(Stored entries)
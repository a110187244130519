//! enum: Declare an enumeration type from an indexed array.

use async_trait::async_trait;
use tracing::debug;

use kornel_types::{ExecResult, Value};

use crate::interpreter::VarError;
use crate::tools::{ExecContext, ParamSchema, Tool, ToolArgs, ToolSchema};
use crate::types::{EnumDescriptor, emit, emit_json};

/// Enum tool: turns array `NAME` into type `NAME`, or prints types.
pub struct Enum;

#[async_trait]
impl Tool for Enum {
    fn name(&self) -> &str {
        "enum"
    }

    fn schema(&self) -> ToolSchema {
        ToolSchema::new("enum", "Create an enumeration type")
            .param(ParamSchema::optional("name", "string", Value::Null, "Indexed array holding the values"))
            .param(
                ParamSchema::optional("ignorecase", "bool", Value::Bool(false), "Values are case insensitive")
                    .with_aliases(["-i", "--ignorecase"]),
            )
            .param(
                ParamSchema::optional("print", "bool", Value::Bool(false), "Print type definitions")
                    .with_aliases(["-p", "--print"]),
            )
            .param(ParamSchema::optional("json", "bool", Value::Bool(false), "With -p, print as JSON").with_aliases(["--json"]))
            .example("Declare a type", "enum Color=(red green blue)")
            .example("From an existing array", "colors=(red green blue); enum colors")
            .example("Print every type", "enum -p")
    }

    async fn execute(&self, args: ToolArgs, ctx: &mut ExecContext) -> ExecResult {
        let name = args.get_string("name", 0);

        if args.has_flag("print") {
            return print_types(ctx, name.as_deref(), args.has_flag("json"));
        }

        let Some(name) = name else {
            return ExecResult::failure(2, format!("enum: missing type name\n{}", self.schema().usage()));
        };

        let values = match ctx.scope.get(&name) {
            Some(var) if var.discipline().is_none() && matches!(var.value(), Value::Array(_)) => var.elements(),
            _ => Vec::new(),
        };
        if values.len() < 2 {
            return ExecResult::failure(1, format!("enum: {}", VarError::NotAnArray(name)));
        }

        let descriptor = match EnumDescriptor::new(name.as_str(), values, args.has_flag("ignorecase")) {
            Ok(d) => d,
            Err(e) => return ExecResult::failure(1, format!("enum: {e}")),
        };
        let entry = ctx.scope.types_mut().register(descriptor);
        debug!(path = entry.path(), "enum declared");
        ExecResult::success("")
    }
}

fn print_types(ctx: &ExecContext, name: Option<&str>, json: bool) -> ExecResult {
    let types = ctx.scope.types();
    if json {
        return match emit_json(types, name).and_then(|v| serde_json::to_string_pretty(&v).ok()) {
            Some(text) => ExecResult::success(format!("{text}\n")),
            None => ExecResult::failure(1, format!("enum: {}: not an enum type", name.unwrap_or_default())),
        };
    }
    let mut out = String::new();
    match emit(&mut out, types, name) {
        Ok(0) => ExecResult::failure(1, format!("enum: {}: not an enum type", name.unwrap_or_default())),
        Ok(_) => ExecResult::success(out),
        Err(e) => ExecResult::failure(1, format!("enum: {e}")),
    }
}
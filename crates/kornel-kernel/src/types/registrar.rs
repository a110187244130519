//! Installing enum types and the metadata the type help is built from.

use tracing::debug;

use super::discipline::EnumDiscipline;
use super::enum_type::EnumDescriptor;
use super::{TYPE_NAMESPACE, TypeTable};

/// Help metadata for a declared type.
#[derive(Debug, Clone, PartialEq, Eq)]
pub struct TypeInfo {
    /// `, v0, v1, ...`
    pub values: String,
    /// The default value.
    pub default: String,
    /// Empty, or `not ` for case-insensitive types.
    pub case: String,
}

impl TypeInfo {
    fn for_enum(descriptor: &EnumDescriptor) -> Self {
        let mut values = String::new();
        for value in descriptor.values() {
            values.push_str(", ");
            values.push_str(value);
        }
        Self {
            values,
            default: descriptor.default_value().to_string(),
            case: if descriptor.is_case_insensitive() { "not ".into() } else { String::new() },
        }
    }

    /// Metadata field by key, as the type printer asks for it.
    pub fn field(&self, key: &str) -> &str {
        match key {
            "default" => &self.default,
            "case" => &self.case,
            _ => &self.values,
        }
    }

    /// Usage text for the declaration command of `type_name`.
    pub fn usage(&self, type_name: &str) -> String {
        let t = type_name;
        format!(
            "Usage: {t} [-r] [-a|-A] [-h string] [-S] [name[=value]...]\n\
             \n\
             {t} - create an instance of type {t}\n\
             \n\
             {t} creates a variable for each name with enumeration type {t} where\n\
             {t} is a type that has been created with the enum command.\n\
             \n\
             The variable can have one of the following values{values}.\n\
             The values are {case}case sensitive.\n\
             If =value is omitted, the default is {default}.\n\
             If no names are specified then the names and values of all variables\n\
             of this type are written to standard output.\n\
             \n\
             Options:\n\
             \x20 -r          readonly; the value cannot be changed or unset\n\
             \x20 -a          index array; an existing value becomes index 0\n\
             \x20 -A          associative array; an existing value becomes subscript 0\n\
             \x20 -h string   help string for the variable\n\
             \x20 -S          shared by each instance; invalid values are fatal\n",
            values = self.field("values"),
            case = self.field("case"),
            default = self.field("default"),
        )
    }
}

/// A registered type.
#[derive(Debug, Clone)]
pub struct TypeEntry {
    path: String,
    discipline: EnumDiscipline,
    info: TypeInfo,
}

impl TypeEntry {
    pub fn name(&self) -> &str {
        self.discipline.descriptor().name()
    }

    /// Synthetic node name, e.g. `.sh.type.Color`.
    pub fn path(&self) -> &str {
        &self.path
    }

    pub fn descriptor(&self) -> &EnumDescriptor {
        self.discipline.descriptor()
    }

    pub fn discipline(&self) -> &EnumDiscipline {
        &self.discipline
    }

    pub fn info(&self) -> &TypeInfo {
        &self.info
    }
}

impl TypeTable {
    /// Install `descriptor` as a type, replacing any type of the same name.
    ///
    /// Variables already bound to a replaced type keep their own copy of
    /// the old descriptor.
    pub fn register(&mut self, descriptor: EnumDescriptor) -> &TypeEntry {
        let path = format!("{TYPE_NAMESPACE}.{}", descriptor.name());
        debug!(
            name = descriptor.name(),
            values = descriptor.values().len(),
            ignorecase = descriptor.is_case_insensitive(),
            "registering enum type"
        );
        let info = TypeInfo::for_enum(&descriptor);
        self.insert(TypeEntry {
            path,
            discipline: EnumDiscipline::new(descriptor),
            info,
        })
    }
}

WHAT YOU NEED TO DO:
Looking at the data above, how many lines hold the string "existing"? Reply with only the number.

ANSWER TO THIS PROBLEM:
3